The theft spans credentials for RADIUS, NTLM, Kerberos and dozens of other authentication protocols, posing a severe risk to organisations that rely on these devices for network security.
The attackers deploy a Golang utility named FortigateSniffer that runs on the compromised device and pulls credentials from 24 different protocols, including RADIUS, NTLM and Kerberos, as detailed in the SOCRadar whitepaper.
Although no CVE identifiers have been linked to the intrusion, the tool relies on legitimate firewall commands to sniff traffic after an initial reconnaissance and credential‑stuffing phase.
Research from SOCRadar’s Threat Research Unit describes a five‑stage attack chain beginning with network scanning, followed by brute‑force attempts, traffic capture, data aggregation and exfiltration to servers believed to be operated by Russian‑speaking actors, as outlined in a SecurityAffairs report.
The motivation appears to be financial gain, with the stolen credentials likely sold on underground markets or used for further intrusion.
Observed activity started on 22 June 2026 and continued through 23 June 2026, indicating a short but intense wave of compromise.
While the threat actors have not been publicly attributed, the infrastructure, language artefacts and targeting of small‑to‑medium businesses in the United States and India point to a Russian‑origin operation.

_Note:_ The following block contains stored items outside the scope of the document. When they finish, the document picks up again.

//! Length bounds for name and type fields.
//!
//! Every textual field of the record store (module names, port names, port
//! types and destination references) holds at most [`MAX_FIELD_LEN`]
//! characters. Values arriving from outside (reference tokens, the backing
//! file) are cut down at that boundary instead of being rejected, which keeps
//! files written by older tooling loadable.

use log::warn;

/// Maximum number of characters stored in a single field.
pub const MAX_FIELD_LEN: usize = 63;

/// Returns the longest prefix of `value` that fits in a field.
///
/// The cut always lands on a character boundary.
///
/// # Examples
///
/// ```
/// use portlink_core::field::{MAX_FIELD_LEN, truncate};
///
/// assert_eq!(truncate("short"), "short");
///
/// let long = "x".repeat(100);
/// assert_eq!(truncate(&long).len(), MAX_FIELD_LEN);
/// ```
pub fn truncate(value: &str) -> &str {
    value
        .char_indices()
        .nth(MAX_FIELD_LEN)
        .map_or(value, |(idx, _)| &value[..idx])
}

/// Bounds `value` to [`MAX_FIELD_LEN`] characters, logging when it was cut.
///
/// # Arguments
///
/// * `field` - Human-readable field name used in the log record
/// * `value` - The raw field value
pub fn bounded(field: &'static str, value: &str) -> String {
    let kept = truncate(value);
    if kept.len() != value.len() {
        warn!(field = field, original = value, kept = kept; "Field exceeds maximum length, truncating");
    }
    kept.to_owned()
}

#[cfg(test)]
mod tests {
    use super::*;

    #[test]
    fn test_truncate_short_value_unchanged() {
        assert_eq!(truncate(""), "");
        assert_eq!(truncate("Mod"), "Mod");
    }

    #[test]
    fn test_truncate_exact_length_unchanged() {
        let value = "a".repeat(MAX_FIELD_LEN);
        assert_eq!(truncate(&value), value);
    }

    #[test]
    fn test_truncate_long_value() {
        let value = "b".repeat(MAX_FIELD_LEN + 10);
        assert_eq!(truncate(&value), "b".repeat(MAX_FIELD_LEN));
    }

    #[test]
    fn test_truncate_respects_char_boundaries() {
        let value = "é".repeat(MAX_FIELD_LEN + 1);
        let kept = truncate(&value);

        assert_eq!(kept.chars().count(), MAX_FIELD_LEN);
        assert_eq!(kept, "é".repeat(MAX_FIELD_LEN));
    }

    #[test]
    fn test_bounded_returns_owned_prefix() {
        let value = "c".repeat(MAX_FIELD_LEN * 2);
        assert_eq!(bounded("module", &value), "c".repeat(MAX_FIELD_LEN));
        assert_eq!(bounded("module", "ok"), "ok");
    }
}
//! Command-line argument definitions for the Portlink CLI.
//!
//! This module defines the [`Args`] structure parsed from the command line
//! using [`clap`]. A subcommand selects the operation; global options control
//! the backing file, configuration file selection, and logging verbosity.
//!
//! Positional arguments of the subcommands are optional at the parser level
//! so that a missing argument prints that subcommand's usage instead of
//! failing the run.

use std::path::PathBuf;

use clap::{Parser, Subcommand};

/// Command-line arguments for the Portlink wiring tool
#[derive(Parser, Debug)]
#[command(author, version, about, long_about = None)]
pub struct Args {
    #[command(subcommand)]
    pub command: Option<Command>,

    /// Path to the XML backing file
    #[arg(short, long, global = true)]
    pub store: Option<PathBuf>,

    /// Path to configuration file (TOML)
    #[arg(short, long, global = true)]
    pub config: Option<String>,

    /// Log level (off, error, warn, info, debug, trace)
    #[arg(long, global = true, default_value = "warn")]
    pub log_level: String,
}

/// Operations on the wiring diagram
#[derive(Subcommand, Debug, Clone, PartialEq, Eq)]
pub enum Command {
    /// Link a source port to a destination port
    Add {
        /// Source reference, `Module::Port[:Type]`
        source: Option<String>,
        /// Destination reference, `Module[::Port[:Type]]`
        destination: Option<String>,
    },

    /// Remove the link between two ports
    Remove {
        /// Source reference, `Module::Port`
        source: Option<String>,
        /// Destination reference, `Module::Port`
        destination: Option<String>,
    },

    /// Show the ports of one module
    List {
        /// Module name
        module: Option<String>,
    },

    /// Print a text diagram of all modules
    Draw,

    /// Export the diagram as Graphviz DOT and render it
    Dot {
        /// Where to write the DOT file
        #[arg(short, long)]
        output: Option<PathBuf>,

        /// Write the DOT file only, without running the renderer
        #[arg(long)]
        no_render: bool,
    },
}

impl Command {
    /// The subcommand name as typed on the command line.
    pub fn name(&self) -> &'static str {
        match self {
            Command::Add { .. } => "add",
            Command::Remove { .. } => "remove",
            Command::List { .. } => "list",
            Command::Draw => "draw",
            Command::Dot { .. } => "dot",
        }
    }
}

#[cfg(test)]
mod tests {
    use clap::CommandFactory;

    use super::*;

    #[test]
    fn test_args_definition_is_valid() {
        Args::command().debug_assert();
    }

    #[test]
    fn test_no_subcommand() {
        let args = Args::try_parse_from(["portlink"]).unwrap();
        assert_eq!(args.command, None);
        assert_eq!(args.log_level, "warn");
    }

    #[test]
    fn test_add_with_missing_destination() {
        let args = Args::try_parse_from(["portlink", "add", "A::p"]).unwrap();
        assert_eq!(
            args.command,
            Some(Command::Add {
                source: Some("A::p".to_owned()),
                destination: None
            })
        );
    }

    #[test]
    fn test_global_options_after_subcommand() {
        let args =
            Args::try_parse_from(["portlink", "list", "Osc", "--store", "wiring.xml"]).unwrap();
        assert_eq!(args.store, Some(PathBuf::from("wiring.xml")));
        assert_eq!(args.command.map(|c| c.name()), Some("list"));
    }

    #[test]
    fn test_dot_options() {
        let args =
            Args::try_parse_from(["portlink", "dot", "--output", "out.dot", "--no-render"]).unwrap();
        assert_eq!(
            args.command,
            Some(Command::Dot {
                output: Some(PathBuf::from("out.dot")),
                no_render: true
            })
        );
    }

    #[test]
    fn test_extra_arguments_are_rejected() {
        assert!(Args::try_parse_from(["portlink", "add", "A::p", "B::q", "C::r"]).is_err());
    }
}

Organisations should immediately rotate any credentials that may have traversed the affected firewalls and enforce multi‑factor authentication on all remote access points.
Reviewing firewall logs for unexpected authentication spikes, restricting management interfaces to trusted networks and ensuring firmware is up to date are also recommended steps.
Deploying network segmentation to isolate critical assets and monitoring for the distinctive FortigateSniffer binary or its network artefacts can help detect any residual presence.
Staying vigilant for anomalous outbound connections to unfamiliar IP ranges remains a prudent measure while investigations continue.